See, I love my husband again. Well I always love him. But you know what I mean.
 
I worked yesterday and came home to an immaculate house. I'm pretty sure it hasn't been this clean in a long time, or ever.
 
My lovely neighbors that I so often brag about, came over and cleaned. Like the whole family did! And David helped too. lol. He rearranged our room. I love it so much better this way. I'll take a picture when my baby wakes up. She's really tired and sleeping on my bed. Also, I hear that they were making fun of me for my shoe collection. I don't even have that many. Well okay, I do. But not as many as some people. Also, I was also made fun of for the many random bags of unopened items that were found. Did you know that's the first sign of a shopping problem? When you have unopened stuff in your house? Or some fact like that. But it's true. I absolutely admit to having an addiction to the dollar bins at Target and the Goodwill half off days. What's the first step in the addiction recovery program?
 
"We admitted we were powerless over alcohol Target—that our lives had become unmanageable.
 
Phew.

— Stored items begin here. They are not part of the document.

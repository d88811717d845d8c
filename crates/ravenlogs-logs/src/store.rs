//! Append-only JSON log files
//!
//! Each file holds one JSON array of records. Appending rewrites only the
//! closing bracket at the tail, so the file is a complete array after every
//! append.

use std::collections::HashMap;
use std::fs::{self, File, OpenOptions};
use std::io::{self, Read, Seek, SeekFrom, Write};
use std::path::{Path, PathBuf};
use std::sync::Arc;

use parking_lot::Mutex;
use tracing::{debug, info};

use ravenlogs_types::{Error, LogRecord, Result};

/// Written at the start of a new file
const OPENING: &str = "[\n";

/// Terminates the array after every write
const CLOSING: &str = "\n]";

/// Placed between the previous last record and a new one
const SEPARATOR: &str = ",\n";

/// Bytes read per step while scanning back from the end of a file
const TAIL_CHUNK: u64 = 64;

/// Find a file path under `directory` that no previous run has used
///
/// Returns `{base_name}.json` when free, otherwise the lowest free
/// `{base_name} (n).json` past the existing run of numbered files. The bound
/// is found by doubling and then narrowed by bisection, so a run of `n`
/// existing files costs O(log n) existence checks.
pub fn allocate_path(directory: &Path, base_name: &str) -> PathBuf {
    let plain = directory.join(format!("{base_name}.json"));
    if !plain.exists() {
        return plain;
    }

    let numbered = |n: u64| directory.join(format!("{base_name} ({n}).json"));

    let mut min = 1u64;
    let mut max = 2u64;
    while numbered(max).exists() {
        min = max;
        max = max.saturating_mul(2);
    }

    // Invariant: `min` is taken (or is the implicit plain file), `max` is free
    while max - min > 1 {
        let pivot = min + (max - min) / 2;
        if numbered(pivot).exists() {
            min = pivot;
        } else {
            max = pivot;
        }
    }

    numbered(max)
}

/// Read a whole log file as an array of records
pub fn read_all(path: &Path) -> Result<Vec<LogRecord>> {
    let content = fs::read_to_string(path).map_err(|e| Error::file_system(path, e))?;
    serde_json::from_str(&content)
        .map_err(|e| Error::Format(format!("{}: {e}", path.display())))
}

/// Append one record to the array in `path`, creating the file if needed.
/// Callers must hold exclusive access to `path`.
fn append_to_file(path: &Path, record: &LogRecord) -> Result<()> {
    let body = record.to_json()?;
    let fs_err = |e| Error::file_system(path, e);

    match OpenOptions::new().write(true).create_new(true).open(path) {
        Ok(mut file) => {
            let content = format!("{OPENING}{body}{CLOSING}");
            file.write_all(content.as_bytes()).map_err(fs_err)?;
            return file.flush().map_err(fs_err);
        }
        Err(e) if e.kind() == io::ErrorKind::AlreadyExists => {}
        Err(e) => return Err(fs_err(e)),
    }

    let mut file = OpenOptions::new()
        .read(true)
        .write(true)
        .open(path)
        .map_err(fs_err)?;

    let (offset, chunk) = match Tail::locate(&mut file).map_err(fs_err)? {
        // Left behind by a write that never got past creating the file
        Some(Tail::Blank) => (0, format!("{OPENING}{body}{CLOSING}")),
        Some(Tail::Array { offset, is_empty: true }) => (offset, format!("\n{body}{CLOSING}")),
        Some(Tail::Array { offset, is_empty: false }) => {
            (offset, format!("{SEPARATOR}{body}{CLOSING}"))
        }
        None => {
            return Err(Error::Format(format!(
                "{} does not end with a JSON array",
                path.display()
            )));
        }
    };

    file.seek(SeekFrom::Start(offset)).map_err(fs_err)?;
    file.write_all(chunk.as_bytes()).map_err(fs_err)?;
    // Drop anything that followed the old closing bracket
    file.set_len(offset + chunk.len() as u64).map_err(fs_err)?;
    file.flush().map_err(fs_err)
}

/// What the end of an existing file looks like
enum Tail {
    /// Empty or whitespace only
    Blank,
    /// Ends with `]`; the next element starts at `offset`, just past the last
    /// element (or past `[` when the array is empty)
    Array { offset: u64, is_empty: bool },
}

impl Tail {
    /// Scan back from the end for `]` and the content before it.
    /// `None` when the file does not end like a JSON array.
    fn locate(file: &mut File) -> io::Result<Option<Self>> {
        let len = file.metadata()?.len();
        let mut scanner = ReverseScanner::new(file, len);

        match scanner.prev_significant()? {
            None => return Ok(Some(Self::Blank)),
            Some((_, b']')) => {}
            Some(_) => return Ok(None),
        }

        Ok(scanner.prev_significant()?.map(|(pos, byte)| Self::Array {
            offset: pos + 1,
            is_empty: byte == b'[',
        }))
    }
}

/// Walks a file backwards one non-whitespace byte at a time
struct ReverseScanner<'a> {
    file: &'a mut File,
    /// Offset of the next byte to hand out, plus one
    pos: u64,
    buf: Vec<u8>,
    buf_start: u64,
}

That was hard.
 
Now it's time for my rant. Like the "I hate everyone" kind of stuff you should be used to by now.
 
I'm kind of tired of having to explain myself. Really, its my humour. People don't get it. The people who know me best know that I am not actually a slutty costume-wearing person. I actually don't hate everyone and I only sometimes pretend to be rood. Deep down, I love everyone.
 
Bleh. The end.

Saturday, September 21, 2013

The Scream 

It's late at night and I'm walking to my car from the office. The moon is out thankfully (Harvest Moon anyone?) and I can hear coyotes in the field. My office is right next to the railroad tracks which sit on top of a steep hill. I'm surrounded by nothingness otherwise. The Pink Store is the next closest thing to civilization and even that's a stretch. I walk quickly feeling the crunch of gravel under my feet. Its the only sound I hear since the coyotes have stopped for a moment. I open the gate, and close it again. I've parked on the other side and walked to the office as not to have to get in and out of my car anymore times than I have to. Because checking for murderers is exhausting.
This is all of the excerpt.